Un choix bienveillant

[ 8 février 2013 ] Imprimer

Un choix bienveillant

Janine Tichaut, la grande tante d'Adhémar, a toujours été une femme active, dynamique et indépendante...

Son métier de journaliste lui a permis de voyager partout dans le monde. C'est plein d'admiration que Désiré et Adhémar l'écoutent, depuis leur enfance, raconter ses anecdotes de voyages. Eux aussi rêvent de pouvoir partir, un jour, aux quatre coins de la planète. Malheureusement, depuis quelques années, Adhémar et Désiré constatent que leur grande tante est devenue très vulnérable. Lorsque la famille s'est rendu compte qu'elle ne parvenait plus à gérer ses économies et dilapidait sa fortune, Martine, la mère d'Adhémar lui a proposé de venir vivre chez eux.
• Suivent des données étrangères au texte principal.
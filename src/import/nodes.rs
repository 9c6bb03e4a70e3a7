// Copyright (C) 2017 Hove and/or its affiliates.
//
// This program is free software: you can redistribute it and/or modify it
// under the terms of the GNU Affero General Public License as published by the
// Free Software Foundation, version 3.

// This program is distributed in the hope that it will be useful, but WITHOUT
// ANY WARRANTY; without even the implied warranty of MERCHANTABILITY or FITNESS
// FOR A PARTICULAR PURPOSE. See the GNU Affero General Public License for more
// details.

// You should have received a copy of the GNU Affero General Public License
// along with this program. If not, see <https://www.gnu.org/licenses/>

use super::{CollectionImporter, ImportSchema, RecordShape};
use crate::objects::{Node, DEFAULT_DWELL_TIME_SECONDS, DEFAULT_ROUTING_RADIUS_METERS};
use serde::{Deserialize, Serialize};

/// Fields of a node feature, `geography` being the feature geometry
#[derive(Debug, Default, Serialize, Deserialize)]
#[serde(default)]
#[allow(missing_docs)]
pub struct NodeAttributes {
    pub code: Option<String>,
    pub name: Option<String>,
    pub description: Option<String>,
    pub internal_id: Option<String>,
    pub color: Option<String>,
    pub geography: Option<geojson::Geometry>,
    pub routing_radius_meters: Option<u32>,
    pub default_dwell_time_seconds: Option<u32>,
}

/// Nodes are GeoJSON features with a point geometry
pub struct NodeSchema;

impl ImportSchema for NodeSchema {
    type Attributes = NodeAttributes;
    type Object = Node;
    const SHAPE: RecordShape = RecordShape::GeoFeature;

    fn new_object(id: String, attributes: NodeAttributes) -> Node {
        Node {
            id,
            code: attributes.code,
            name: attributes.name,
            description: attributes.description,
            internal_id: attributes.internal_id,
            color: attributes.color,
            // Always set by a feature
            geography: attributes
                .geography
                .unwrap_or_else(|| geojson::Geometry::new(geojson::Value::Point(vec![]))),
            routing_radius_meters: attributes
                .routing_radius_meters
                .unwrap_or(DEFAULT_ROUTING_RADIUS_METERS),
            default_dwell_time_seconds: attributes
                .default_dwell_time_seconds
                .unwrap_or(DEFAULT_DWELL_TIME_SECONDS),
        }
    }

    fn errors(node: &Node) -> Vec<String> {
        let mut errors = vec![];
        if node.point().is_none() {
            errors.push("Geography must be a point".to_string());
        }
        errors
    }
}

/// Importer of nodes
pub type NodesImporter<'a> = CollectionImporter<'a, NodeSchema>;
// Copyright (C) 2017 Hove and/or its affiliates.
//
// This program is free software: you can redistribute it and/or modify it
// under the terms of the GNU Affero General Public License as published by the
// Free Software Foundation, version 3.

// This program is distributed in the hope that it will be useful, but WITHOUT
// ANY WARRANTY; without even the implied warranty of MERCHANTABILITY or FITNESS
// FOR A PARTICULAR PURPOSE. See the GNU Affero General Public License for more
// details.

// You should have received a copy of the GNU Affero General Public License
// along with this program. If not, see <https://www.gnu.org/licenses/>

use super::{CollectionImporter, ImportSchema, RecordShape};
use crate::objects::Agency;
use serde::{Deserialize, Serialize};

/// Fields of an agency record
#[derive(Debug, Default, Serialize, Deserialize)]
#[serde(default)]
#[allow(missing_docs)]
pub struct AgencyAttributes {
    pub acronym: Option<String>,
    pub name: Option<String>,
    pub description: Option<String>,
    pub color: Option<String>,
    pub internal_id: Option<String>,
    pub url: Option<String>,
    pub timezone: Option<String>,
    pub lang: Option<String>,
    pub phone: Option<String>,
    pub fare_url: Option<String>,
    pub email: Option<String>,
}

/// Agencies are plain records. Their lines are not part of them, a line
/// gives its agency.
pub struct AgencySchema;

impl ImportSchema for AgencySchema {
    type Attributes = AgencyAttributes;
    type Object = Agency;
    const SHAPE: RecordShape = RecordShape::Plain;

    fn new_object(id: String, attributes: AgencyAttributes) -> Agency {
        Agency {
            id,
            acronym: attributes.acronym,
            name: attributes.name,
            description: attributes.description,
            color: attributes.color,
            internal_id: attributes.internal_id,
            url: attributes.url,
            timezone: attributes.timezone,
            lang: attributes.lang,
            phone: attributes.phone,
            fare_url: attributes.fare_url,
            email: attributes.email,
        }
    }

    fn errors(agency: &Agency) -> Vec<String> {
        let mut errors = vec![];
        if agency
            .acronym
            .as_deref()
            .map_or(true, |acronym| acronym.trim().is_empty())
        {
            errors.push("Acronym is required".to_string());
        }
        errors
    }
}

/// Importer of agencies
pub type AgenciesImporter<'a> = CollectionImporter<'a, AgencySchema>;

#[cfg(test)]
mod tests {
    use super::*;
    use crate::store::{InMemoryStore, Store};
    use pretty_assertions::assert_eq;

    const AGENCY_ID: &str = "5c6bf4b1-8d4f-4e8e-a36c-3f9a0f1b2c3d";

    #[test]
    fn import_agencies() {
        let store = InMemoryStore::new(vec![Agency {
            id: AGENCY_ID.to_string(),
            acronym: Some("OLD".to_string()),
            url: Some("https://old.example".to_string()),
            ..Default::default()
        }])
        .unwrap();
        let source = format!(
            r##"[
                {{"id": "{AGENCY_ID}", "acronym": "STM", "name": "Société de transport", "line_ids": ["l1"], "is_enabled": true}},
                {{"acronym": "RTL", "color": "#FF0000", "data": {{}}}}
            ]"##
        );
        let summary = AgenciesImporter::new(&store)
            .import(source.as_bytes())
            .unwrap();
        assert_eq!(1, summary.created);
        assert_eq!(1, summary.updated);

        let agencies = store.collection().unwrap();
        let updated = agencies.get(AGENCY_ID).unwrap();
        assert_eq!(Some("STM".to_string()), updated.acronym);
        assert_eq!(Some("Société de transport".to_string()), updated.name);
        // an update replaces the whole agency
        assert_eq!(None, updated.url);
        let created = agencies
            .values()
            .find(|agency| agency.id != AGENCY_ID)
            .unwrap();
        assert_eq!(Some("RTL".to_string()), created.acronym);
        assert_eq!(Some("#FF0000".to_string()), created.color);
    }

    #[test]
    fn acronym_is_required() {
        let store = InMemoryStore::<Agency>::default();
        let error = AgenciesImporter::new(&store)
            .import(r#"[{"name": "An agency"}]"#.as_bytes())
            .unwrap_err();
        assert_eq!(
            "Error validating data for object at position 0: Acronym is required",
            error.to_string()
        );
        assert!(store.collection().unwrap().is_empty());
    }
}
Ravie de trouver de l'aide auprès de sa nièce, Janine a accepté. Consciente de ne plus s'en sortir seule, elle a également demandé à être placée sous curatelle afin que Martine puisse gérer ses affaires en tant que curateur.

Malheureusement, c'est un mandataire judiciaire qui a été nommé. Janine refuse que quelqu'un d'autre que sa nièce s'occupe de ses affaires. Elle veut faire un recours. Adhémar et Désiré sont persuadés de pouvoir aider la grande tante à obtenir gain de cause. Et vous, qu'en pensez-vous ?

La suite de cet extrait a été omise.